EXERCISE INSTRUCTIONS | Write out all of the records, keeping each one exactly as written.

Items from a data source
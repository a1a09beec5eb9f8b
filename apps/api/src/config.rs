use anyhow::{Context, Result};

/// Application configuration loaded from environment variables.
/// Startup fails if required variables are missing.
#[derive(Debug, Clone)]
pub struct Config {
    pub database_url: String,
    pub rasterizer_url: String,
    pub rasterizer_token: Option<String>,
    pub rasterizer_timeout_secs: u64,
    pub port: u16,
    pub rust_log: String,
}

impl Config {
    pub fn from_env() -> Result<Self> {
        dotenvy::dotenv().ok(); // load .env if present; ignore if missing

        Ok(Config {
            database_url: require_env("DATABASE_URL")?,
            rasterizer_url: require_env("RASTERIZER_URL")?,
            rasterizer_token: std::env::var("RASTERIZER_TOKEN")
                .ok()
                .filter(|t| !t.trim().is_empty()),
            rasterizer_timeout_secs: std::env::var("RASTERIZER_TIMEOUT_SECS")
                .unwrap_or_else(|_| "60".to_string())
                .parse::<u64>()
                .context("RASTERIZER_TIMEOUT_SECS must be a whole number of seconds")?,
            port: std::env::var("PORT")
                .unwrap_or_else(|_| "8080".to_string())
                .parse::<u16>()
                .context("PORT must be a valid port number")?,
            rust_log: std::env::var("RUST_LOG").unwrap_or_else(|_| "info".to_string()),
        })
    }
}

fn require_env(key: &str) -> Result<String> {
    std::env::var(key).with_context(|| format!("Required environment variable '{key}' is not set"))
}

ANSWER FOR THE TASK |
repository a1a09beec5eb9f8b
filename apps/api/src/config.rs
use anyhow::{Context, Result};

/// Application configuration loaded from environment variables.
/// Startup fails if required variables are missing.
#[derive(Debug, Clone)]
pub struct Config {
    pub database_url: String,
    pub rasterizer_url: String,
    pub rasterizer_token: Option<String>,
    pub rasterizer_timeout_secs: u64,
    pub port: u16,
    pub rust_log: String,
}

impl Config {
    pub fn from_env() -> Result<Self> {
        dotenvy::dotenv().ok(); // load .env if present; ignore if missing

        Ok(Config {
            database_url: require_env("DATABASE_URL")?,
            rasterizer_url: require_env("RASTERIZER_URL")?,
            rasterizer_token: std::env::var("RASTERIZER_TOKEN")
                .ok()
                .filter(|t| !t.trim().is_empty()),
            rasterizer_timeout_secs: std::env::var("RASTERIZER_TIMEOUT_SECS")
                .unwrap_or_else(|_| "60".to_string())
                .parse::<u64>()
                .context("RASTERIZER_TIMEOUT_SECS must be a whole number of seconds")?,
            port: std::env::var("PORT")
                .unwrap_or_else(|_| "8080".to_string())
                .parse::<u16>()
                .context("PORT must be a valid port number")?,
            rust_log: std::env::var("RUST_LOG").unwrap_or_else(|_| "info".to_string()),
        })
    }
}

fn require_env(key: &str) -> Result<String> {
    std::env::var(key).with_context(|| format!("Required environment variable '{key}' is not set"))
}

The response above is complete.